Although the Federal Communications Commission (“FCC”) has been affected by the government shutdown, it released several TCPA items in late December before it suspended most operations due to the lapse in funding.
Most notably, the Consumer and Governmental Affairs Bureau released a Public Notice seeking comment on a Petition for Expedited Declaratory Ruling filed in mid-December by SGS North America, Inc. The petition seeks a ruling clarifying the meaning of “telemarketing” and “dual purpose” under the TCPA to confirm “that a call is subject to the [FCC’s] prior express written consent requirements only if it advertises the commercial availability or quality of any property, good, or service, or encourages the purchase or rental of, or investment in, property, goods, or services within the four corners of the communication itself.” In the alternative, the petition seeks a “retroactive waiver from the prior express written consent requirements with respect to any telephone call made to schedule, confirm, or otherwise discuss a motor vehicle inspection.” Comments are due January 24, 2019, and reply comments are due February 8, 2019, assuming the FCC has resumed operations.
The Consumer and Governmental Affairs Bureau also released a Public Notice seeking comment on a Petition for Declaratory Ruling filed in mid-December by Best Doctors, Inc. The petition asks the FCC to clarify that a fax requesting that the recipient verify the contact information and operational status of a medical practice for inclusion in a database, and that does not mention the commercial availability of any property, good, or service, is not an advertisement under the TCPA. Best Doctors, Inc. argues that clarification is needed because, although the FCC’s 2006 Junk Fax Order found that faxes that are pretexts or part of overall marketing campaigns to advertise a commercial good or service are advertisements under the TCPA, the FCC did not provide clear guidance regarding what factors should be considered when determining whether a fax message constitutes a pretext or part of an overall marketing campaign to advertise a good or service. In particular, the FCC did not address whether information not contained in the body of a fax, such as subsequent non-faxed solicitations, should be considered. Comments are due January 25, 2019, and reply comments are due February 8, 2019, assuming the FCC has resumed operations.

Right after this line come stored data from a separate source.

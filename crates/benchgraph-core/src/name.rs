// Dweve benchgraph - Benchmark result charting
//
// Copyright (c) 2025 Dweve IP B.V. and individual contributors.
//
// SPDX-License-Identifier: Apache-2.0
//
// Licensed under the Apache License, Version 2.0 (the "License");
// you may not use this file except in compliance with the License.
// You may obtain a copy of the License in the LICENSE file at the
// root of this repository or at: http://www.apache.org/licenses/LICENSE-2.0
//
// Unless required by applicable law or agreed to in writing, software
// distributed under the License is distributed on an "AS IS" BASIS,
// WITHOUT WARRANTIES OR CONDITIONS OF ANY KIND, either express or implied.
// See the License for the specific language governing permissions and
// limitations under the License.

//! Benchmark name decomposition.
//!
//! A name token has the shape `<Name>[/<Arg>[-<Threads>]]`:
//!
//! | Token          | Name     | Arg    | Threads |
//! |----------------|----------|--------|---------|
//! | `Insert`       | `Insert` | ``     | -       |
//! | `Insert/1000`  | `Insert` | `1000` | -       |
//! | `Insert/1000-8`| `Insert` | `1000` | 8       |
//! | `Insert/a/b-2` | `Insert` | `a/b`  | 2       |
//!
//! Without a `/` the whole token is the name, thread suffix included.
//! Everything after the first `/` is the argument label, so sub-benchmark
//! paths keep their embedded slashes.

use crate::error::NameError;

/// A decomposed benchmark name.
#[derive(Debug, Clone, PartialEq, Eq, Hash)]
pub struct BenchName {
    /// Benchmark name (series label).
    pub name: String,
    /// Argument label (x-axis category). Empty when the token has no `/`.
    pub arg: String,
    /// Thread count from a trailing `-<digits>` on the argument.
    pub threads: Option<u32>,
}

/// Splits a name token into name, argument label and thread count.
///
/// # Errors
///
/// - [`NameError::EmptyToken`] if `token` is empty
/// - [`NameError::EmptyName`] if the name segment before `/` is empty
/// - [`NameError::ThreadCount`] if the argument ends in `-` with no digits,
///   or the digits overflow a thread count
///
/// # Examples
///
/// ```
/// use benchgraph_core::decompose;
///
/// let bench = decompose("Insert/100-4").unwrap();
/// assert_eq!(bench.name, "Insert");
/// assert_eq!(bench.arg, "100");
/// assert_eq!(bench.threads, Some(4));
/// ```
pub fn decompose(token: &str) -> Result<BenchName, NameError> {
    if token.is_empty() {
        return Err(NameError::EmptyToken);
    }

    let Some((name, rest)) = token.split_once('/') else {
        return Ok(BenchName {
            name: token.to_string(),
            arg: String::new(),
            threads: None,
        });
    };

    if name.is_empty() {
        return Err(NameError::EmptyName {
            token: token.to_string(),
        });
    }

    let (arg, threads) = split_threads(token, rest)?;
    Ok(BenchName {
        name: name.to_string(),
        arg: arg.to_string(),
        threads,
    })
}

/// Strips a `-<digits>` suffix from the argument part of `token`.
///
/// A suffix that is not all digits belongs to the label (`read-heavy`).
fn split_threads<'a>(token: &str, rest: &'a str) -> Result<(&'a str, Option<u32>), NameError> {
    let Some((arg, suffix)) = rest.rsplit_once('-') else {
        return Ok((rest, None));
    };

    let invalid = || NameError::ThreadCount {
        token: token.to_string(),
        suffix: suffix.to_string(),
    };

    if suffix.is_empty() {
        return Err(invalid());
    }
    if !suffix.bytes().all(|b| b.is_ascii_digit()) {
        return Ok((rest, None));
    }

    let threads = suffix.parse::<u32>().map_err(|_| invalid())?;
    Ok((arg, Some(threads)))
}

In addition to the above FCC actions, there were a couple of other interesting filings last month. NorthStar Alarm Services, LLC filed a Petition for Expedited Declaratory Ruling regarding the use of soundboard technology. Soundboard technology allows callers to communicate with consumers over the phone by playing prerecorded messages instead of using the caller’s live voice. Callers choose the messages to play in response to consumer’s statements but retain the ability to speak directly to consumers if needed. In its petition, NorthStar Alarm Services asks the FCC to clarify that the use of soundboard technology does not constitute the use of an artificial or prerecorded voice that delivers a message under the TCPA. Alternatively, the petition seeks a declaration that the use of soundboard technology on a one-to-one basis, whereby the soundboard agent conducts only one call with one individual at a single time, does not constitute the use of an artificial or prerecorded voice that delivers a message under the TCPA. Notably, Federal Trade Commission staff regard calls using soundboard technology as robocalls for the purposes of the Telemarketing Sales Rule.
Gorss Motels, Inc., Compressor Engineering Corporation, Swetlic Chiropractic & Rehabilitation Center, Inc., Shaun Fauley, and JT’s Frames, Inc. (together “Applicants”), filed an Application for Review by the full Commission of the November 14, 2018 Consumer and Governmental Affairs Bureau Order eliminating the 2006 Solicited Fax Rule (covered in our November TCPA Digest). The order denied as moot ten petitions and two petitions for reconsideration seeking retroactive waivers of the rule, finding that the D.C. Circuit’s decision in Bais Yaakov of Spring Valley v. FCC vacated the rule. Applicants argued that the order erroneously assumed the D.C. Circuit’s decision in Bais Yaakov was a “non-discretionary mandate” to vacate the rule. Two oppositions to the application for review have already been filed, one by Fetch, Inc. d/b/a Petplan and another by Ohio National Mutual Holdings, Inc., supporting the Bureau’s decision.